• _Assigned task_: A single figure is wanted: the count of lines below containing the string "trace".

• _Stored data_:
⟨

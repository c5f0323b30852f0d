//! Push routing
//!
//! Every inbound line passes through [`PubSubRouter::route`] first. Push
//! lines are decoded and fanned out to the callbacks registered for their
//! channel; everything else goes back to the caller as a plain reply.

use std::panic::{self, AssertUnwindSafe};
use std::sync::atomic::{AtomicU64, Ordering};
use std::sync::Arc;

use dashmap::DashMap;
use imdb_protocol::{BinaryDecoding, MessageType, Payload, ProtocolError, PushLine, PushMessage};
use tracing::{debug, error, trace, warn};

/// Subscriber callback
pub type Callback = Arc<dyn Fn(&Payload) + Send + Sync>;

/// Handle returned by a subscribe, used to remove that one callback
#[derive(Debug, Clone, PartialEq, Eq, Hash)]
pub struct Subscription {
    id: u64,
    channel: String,
}

impl Subscription {
    pub fn id(&self) -> u64 {
        self.id
    }

    pub fn channel(&self) -> &str {
        &self.channel
    }
}

struct Subscriber {
    id: u64,
    callback: Callback,
}

/// Where an inbound line went
#[derive(Debug)]
pub enum Route {
    /// Not a push; belongs to the oldest pending request
    Response(String),
    /// Push handed to `delivered` callbacks
    Dispatched {
        channel: String,
        message_type: MessageType,
        delivered: usize,
    },
    /// Push whose envelope could not be decoded
    Dropped(ProtocolError),
}

/// Channel name to subscriber registry
pub struct PubSubRouter {
    channels: DashMap<String, Vec<Subscriber>>,
    next_id: AtomicU64,
    binary: BinaryDecoding,
}

impl PubSubRouter {
    pub fn new(binary: BinaryDecoding) -> Self {
        Self {
            channels: DashMap::new(),
            next_id: AtomicU64::new(1),
            binary,
        }
    }

    /// Register `callback` for `channel`. Callbacks on one channel run in
    /// registration order.
    pub fn subscribe<F>(&self, channel: &str, callback: F) -> Subscription
    where
        F: Fn(&Payload) + Send + Sync + 'static,
    {
        let id = self.next_id.fetch_add(1, Ordering::Relaxed);
        self.channels
            .entry(channel.to_string())
            .or_default()
            .push(Subscriber {
                id,
                callback: Arc::new(callback),
            });
        debug!(channel, id, "Subscriber registered");

        Subscription {
            id,
            channel: channel.to_string(),
        }
    }

    /// Remove one callback. Returns false if it was already gone.
    pub fn unsubscribe(&self, subscription: &Subscription) -> bool {
        let mut removed = false;
        if let Some(mut subscribers) = self.channels.get_mut(&subscription.channel) {
            let before = subscribers.len();
            subscribers.retain(|s| s.id != subscription.id);
            removed = subscribers.len() != before;
        }
        self.channels
            .remove_if(&subscription.channel, |_, subscribers| subscribers.is_empty());
        removed
    }

    pub fn subscriber_count(&self, channel: &str) -> usize {
        self.channels.get(channel).map(|s| s.len()).unwrap_or(0)
    }

    /// Channels with at least one subscriber
    pub fn channels(&self) -> Vec<String> {
        self.channels.iter().map(|entry| entry.key().clone()).collect()
    }

    /// Classify one inbound line, dispatching it if it is a push
    pub fn route(&self, line: String) -> Route {
        let decoded = match PushLine::parse(&line) {
            Some(push) => push.decode(self.binary),
            None => return Route::Response(line),
        };

        match decoded {
            Ok(message) => {
                let delivered = self.dispatch(&message);
                trace!(channel = %message.channel, delivered, "Push dispatched");
                Route::Dispatched {
                    message_type: message.payload.message_type(),
                    channel: message.channel,
                    delivered,
                }
            }
            Err(e) => {
                warn!(error = %e, line = %line, "Undecodable push message, dropping");
                Route::Dropped(e)
            }
        }
    }

    /// Invoke every callback for the message's channel. A panicking callback
    /// is logged and does not stop the others.
    pub fn dispatch(&self, message: &PushMessage) -> usize {
        // Snapshot so callbacks may subscribe or unsubscribe without deadlocking
        let callbacks: Vec<Callback> = match self.channels.get(&message.channel) {
            Some(subscribers) => subscribers.iter().map(|s| s.callback.clone()).collect(),
            None => {
                debug!(channel = %message.channel, "No subscribers for channel");
                return 0;
            }
        };

        let mut delivered = 0;
        for callback in callbacks {
            let result = panic::catch_unwind(AssertUnwindSafe(|| callback(&message.payload)));
            match result {
                Ok(()) => delivered += 1,
                Err(panic) => {
                    let reason = panic
                        .downcast_ref::<&str>()
                        .map(|s| s.to_string())
                        .or_else(|| panic.downcast_ref::<String>().cloned())
                        .unwrap_or_else(|| "unknown panic".to_string());
                    error!(channel = %message.channel, reason = %reason, "Subscriber callback panicked");
                }
            }
        }
        delivered
    }
}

⟩

• _Output of the exercise_: 2